## [Dataset excerpts]
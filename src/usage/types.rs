//! Data types shared across the usage tracking core.
//!
//! `ResetTimestamp` stores reset instants as Unix epoch seconds and carries
//! the minute normalization that makes jittered fetches of the same reset
//! land on one scheduling key. `UsageState` is the per-account display state
//! owned by the tracker actor; `UsageBoard` is the sorted snapshot published
//! to consumers.

use chrono::{DateTime, Utc};
use serde::{Deserialize, Serialize};
use std::time::Duration;

/// Trailing window of usage samples kept per account, in minutes.
const SAMPLE_HISTORY_MINUTES: i64 = 5;

/// Stable account identity (the provider-side organization id).
#[derive(Debug, Clone, PartialEq, Eq, Hash, PartialOrd, Ord, Serialize, Deserialize)]
pub struct AccountId(pub String);

impl AccountId {
    pub fn new(id: impl Into<String>) -> Self {
        Self(id.into())
    }

    /// Shortened form for display when no display name is configured.
    pub fn short(&self) -> String {
        self.0.chars().take(8).collect()
    }
}

impl std::fmt::Display for AccountId {
    fn fmt(&self, f: &mut std::fmt::Formatter<'_>) -> std::fmt::Result {
        write!(f, "{}", self.0)
    }
}

/// An absolute reset instant stored as Unix epoch seconds.
///
/// Epoch seconds keep serialization timezone-independent and make the
/// minute-normalized value directly usable as a scheduling key.
#[derive(Debug, Clone, Copy, Serialize, Deserialize, PartialEq, Eq, Hash, PartialOrd, Ord)]
pub struct ResetTimestamp {
    /// Unix timestamp in seconds
    pub epoch_seconds: i64,
}

impl ResetTimestamp {
    pub fn from_epoch_seconds(seconds: i64) -> Self {
        Self {
            epoch_seconds: seconds,
        }
    }

    pub fn from_datetime(at: DateTime<Utc>) -> Self {
        Self {
            epoch_seconds: at.timestamp(),
        }
    }

    /// Rounds to the nearest minute boundary (30s and above round up).
    ///
    /// Fetches observe the same upstream reset with a few seconds of jitter;
    /// normalized values collapse them onto one notification group.
    pub fn normalized_to_minute(self) -> Self {
        Self {
            epoch_seconds: (self.epoch_seconds + 30).div_euclid(60) * 60,
        }
    }

    /// Returns the duration from now until this timestamp, or None if already past.
    pub fn duration_from_now(&self) -> Option<Duration> {
        self.duration_from(Utc::now())
    }

    /// Returns the duration from `now` until this timestamp, or None if already past.
    pub fn duration_from(&self, now: DateTime<Utc>) -> Option<Duration> {
        let diff = self.epoch_seconds - now.timestamp();
        if diff > 0 {
            Some(Duration::from_secs(diff as u64))
        } else {
            None
        }
    }
}

/// A single observed utilization reading.
#[derive(Debug, Clone, Copy, PartialEq, Serialize, Deserialize)]
pub struct UsageSample {
    pub at: DateTime<Utc>,
    pub percent: u8,
}

/// Outcome of the most recent fetch attempt for an account.
#[derive(Debug, Clone, PartialEq, Eq, Serialize, Deserialize)]
pub enum FetchStatus {
    /// Registered but no fetch has completed yet.
    Loading,
    Success,
    Error(String),
}

/// Derived display state for one tracked account.
#[derive(Debug, Clone, PartialEq, Serialize, Deserialize)]
pub struct UsageState {
    pub account_id: AccountId,
    /// Latest observed utilization. Upstream rounding can push this past 100;
    /// anything >= 100 is treated as at-limit.
    pub percent: u8,
    /// Projection after the prediction look-ahead, capped at 100.
    pub predicted_percent: Option<u8>,
    /// Session window reset instant, minute-normalized at ingestion.
    pub reset_at: Option<ResetTimestamp>,
    /// Remaining fraction of the reset window: 100 = just began, 0 = imminent.
    pub reset_progress_percent: Option<u8>,
    /// Projected time until utilization reaches 100.
    pub time_to_full: Option<Duration>,
    /// Secondary seven-day window, carried for display only.
    pub weekly_percent: Option<u8>,
    pub weekly_reset_at: Option<ResetTimestamp>,
    pub status: FetchStatus,
    /// Recent samples, bounded to the trailing history window.
    pub history: Vec<UsageSample>,
    pub fetched_at: Option<DateTime<Utc>>,
}

impl UsageState {
    pub fn new(account_id: AccountId) -> Self {
        Self {
            account_id,
            percent: 0,
            predicted_percent: None,
            reset_at: None,
            reset_progress_percent: None,
            time_to_full: None,
            weekly_percent: None,
            weekly_reset_at: None,
            status: FetchStatus::Loading,
            history: Vec::new(),
            fetched_at: None,
        }
    }

    /// Appends a sample and prunes everything older than the history window,
    /// measured against the newest sample's timestamp.
    pub fn push_sample(&mut self, at: DateTime<Utc>, percent: u8) {
        self.history.push(UsageSample { at, percent });
        let cutoff = at - chrono::Duration::minutes(SAMPLE_HISTORY_MINUTES);
        self.history.retain(|sample| sample.at >= cutoff);
    }

    pub fn is_at_limit(&self) -> bool {
        self.percent >= 100
    }
}

/// One row of the published snapshot.
#[derive(Debug, Clone, PartialEq, Serialize, Deserialize)]
pub struct BoardEntry {
    /// Display name when configured, shortened account id otherwise.
    pub label: String,
    pub state: UsageState,
}

/// Display-sorted snapshot of every tracked account.
#[derive(Debug, Clone, PartialEq, Serialize, Deserialize)]
pub struct UsageBoard {
    pub entries: Vec<BoardEntry>,
    pub updated_at: DateTime<Utc>,
    pub paused: bool,
}

impl Default for UsageBoard {
    fn default() -> Self {
        Self {
            entries: Vec::new(),
            updated_at: Utc::now(),
            paused: false,
        }
    }
}

/// Formats a duration as "Xd Yh Zm" countdown string with consistent padding.
///
/// - Days are shown only if >= 1 day
/// - Minutes are zero-padded whenever hours are shown
/// - Seconds are never shown
/// - Returns "0m" for zero or missing durations
///
/// Examples: "4h 05m", "2d 3h", "1d 0h 30m", "45m"
pub fn format_countdown(duration: Option<Duration>) -> String {
    let Some(d) = duration else {
        return "0m".to_string();
    };

    let total_secs = d.as_secs();
    if total_secs == 0 {
        return "0m".to_string();
    }

    let days = total_secs / 86400;
    let hours = (total_secs % 86400) / 3600;
    let minutes = (total_secs % 3600) / 60;

    if days > 0 {
        if minutes > 0 {
            format!("{}d {}h {:02}m", days, hours, minutes)
        } else if hours > 0 {
            format!("{}d {}h", days, hours)
        } else {
            format!("{}d", days)
        }
    } else if hours > 0 {
        format!("{}h {:02}m", hours, minutes)
    } else {
        format!("{}m", minutes)
    }
}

## [Problem to work on]
Your reply must repeat the entries above exactly and in full.

## [Answer]
filename src/usage/types.rs
//! Data types shared across the usage tracking core.
//!
//! `ResetTimestamp` stores reset instants as Unix epoch seconds and carries
//! the minute normalization that makes jittered fetches of the same reset
//! land on one scheduling key. `UsageState` is the per-account display state
//! owned by the tracker actor; `UsageBoard` is the sorted snapshot published
//! to consumers.

use chrono::{DateTime, Utc};
use serde::{Deserialize, Serialize};
use std::time::Duration;

/// Trailing window of usage samples kept per account, in minutes.
const SAMPLE_HISTORY_MINUTES: i64 = 5;

/// Stable account identity (the provider-side organization id).
#[derive(Debug, Clone, PartialEq, Eq, Hash, PartialOrd, Ord, Serialize, Deserialize)]
pub struct AccountId(pub String);

impl AccountId {
    pub fn new(id: impl Into<String>) -> Self {
        Self(id.into())
    }

    /// Shortened form for display when no display name is configured.
    pub fn short(&self) -> String {
        self.0.chars().take(8).collect()
    }
}

impl std::fmt::Display for AccountId {
    fn fmt(&self, f: &mut std::fmt::Formatter<'_>) -> std::fmt::Result {
        write!(f, "{}", self.0)
    }
}

/// An absolute reset instant stored as Unix epoch seconds.
///
/// Epoch seconds keep serialization timezone-independent and make the
/// minute-normalized value directly usable as a scheduling key.
#[derive(Debug, Clone, Copy, Serialize, Deserialize, PartialEq, Eq, Hash, PartialOrd, Ord)]
pub struct ResetTimestamp {
    /// Unix timestamp in seconds
    pub epoch_seconds: i64,
}

impl ResetTimestamp {
    pub fn from_epoch_seconds(seconds: i64) -> Self {
        Self {
            epoch_seconds: seconds,
        }
    }

    pub fn from_datetime(at: DateTime<Utc>) -> Self {
        Self {
            epoch_seconds: at.timestamp(),
        }
    }

    /// Rounds to the nearest minute boundary (30s and above round up).
    ///
    /// Fetches observe the same upstream reset with a few seconds of jitter;
    /// normalized values collapse them onto one notification group.
    pub fn normalized_to_minute(self) -> Self {
        Self {
            epoch_seconds: (self.epoch_seconds + 30).div_euclid(60) * 60,
        }
    }

    /// Returns the duration from now until this timestamp, or None if already past.
    pub fn duration_from_now(&self) -> Option<Duration> {
        self.duration_from(Utc::now())
    }

    /// Returns the duration from `now` until this timestamp, or None if already past.
    pub fn duration_from(&self, now: DateTime<Utc>) -> Option<Duration> {
        let diff = self.epoch_seconds - now.timestamp();
        if diff > 0 {
            Some(Duration::from_secs(diff as u64))
        } else {
            None
        }
    }
}

/// A single observed utilization reading.
#[derive(Debug, Clone, Copy, PartialEq, Serialize, Deserialize)]
pub struct UsageSample {
    pub at: DateTime<Utc>,
    pub percent: u8,
}

/// Outcome of the most recent fetch attempt for an account.
#[derive(Debug, Clone, PartialEq, Eq, Serialize, Deserialize)]
pub enum FetchStatus {
    /// Registered but no fetch has completed yet.
    Loading,
    Success,
    Error(String),
}

/// Derived display state for one tracked account.
#[derive(Debug, Clone, PartialEq, Serialize, Deserialize)]
pub struct UsageState {
    pub account_id: AccountId,
    /// Latest observed utilization. Upstream rounding can push this past 100;
    /// anything >= 100 is treated as at-limit.
    pub percent: u8,
    /// Projection after the prediction look-ahead, capped at 100.
    pub predicted_percent: Option<u8>,
    /// Session window reset instant, minute-normalized at ingestion.
    pub reset_at: Option<ResetTimestamp>,
    /// Remaining fraction of the reset window: 100 = just began, 0 = imminent.
    pub reset_progress_percent: Option<u8>,
    /// Projected time until utilization reaches 100.
    pub time_to_full: Option<Duration>,
    /// Secondary seven-day window, carried for display only.
    pub weekly_percent: Option<u8>,
    pub weekly_reset_at: Option<ResetTimestamp>,
    pub status: FetchStatus,
    /// Recent samples, bounded to the trailing history window.
    pub history: Vec<UsageSample>,
    pub fetched_at: Option<DateTime<Utc>>,
}

impl UsageState {
    pub fn new(account_id: AccountId) -> Self {
        Self {
            account_id,
            percent: 0,
            predicted_percent: None,
            reset_at: None,
            reset_progress_percent: None,
            time_to_full: None,
            weekly_percent: None,
            weekly_reset_at: None,
            status: FetchStatus::Loading,
            history: Vec::new(),
            fetched_at: None,
        }
    }

    /// Appends a sample and prunes everything older than the history window,
    /// measured against the newest sample's timestamp.
    pub fn push_sample(&mut self, at: DateTime<Utc>, percent: u8) {
        self.history.push(UsageSample { at, percent });
        let cutoff = at - chrono::Duration::minutes(SAMPLE_HISTORY_MINUTES);
        self.history.retain(|sample| sample.at >= cutoff);
    }

    pub fn is_at_limit(&self) -> bool {
        self.percent >= 100
    }
}

/// One row of the published snapshot.
#[derive(Debug, Clone, PartialEq, Serialize, Deserialize)]
pub struct BoardEntry {
    /// Display name when configured, shortened account id otherwise.
    pub label: String,
    pub state: UsageState,
}

/// Display-sorted snapshot of every tracked account.
#[derive(Debug, Clone, PartialEq, Serialize, Deserialize)]
pub struct UsageBoard {
    pub entries: Vec<BoardEntry>,
    pub updated_at: DateTime<Utc>,
    pub paused: bool,
}

impl Default for UsageBoard {
    fn default() -> Self {
        Self {
            entries: Vec::new(),
            updated_at: Utc::now(),
            paused: false,
        }
    }
}

/// Formats a duration as "Xd Yh Zm" countdown string with consistent padding.
///
/// - Days are shown only if >= 1 day
/// - Minutes are zero-padded whenever hours are shown
/// - Seconds are never shown
/// - Returns "0m" for zero or missing durations
///
/// Examples: "4h 05m", "2d 3h", "1d 0h 30m", "45m"
pub fn format_countdown(duration: Option<Duration>) -> String {
    let Some(d) = duration else {
        return "0m".to_string();
    };

    let total_secs = d.as_secs();
    if total_secs == 0 {
        return "0m".to_string();
    }

    let days = total_secs / 86400;
    let hours = (total_secs % 86400) / 3600;
    let minutes = (total_secs % 3600) / 60;

    if days > 0 {
        if minutes > 0 {
            format!("{}d {}h {:02}m", days, hours, minutes)
        } else if hours > 0 {
            format!("{}d {}h", days, hours)
        } else {
            format!("{}d", days)
        }
    } else if hours > 0 {
        format!("{}h {:02}m", hours, minutes)
    } else {
        format!("{}m", minutes)
    }
}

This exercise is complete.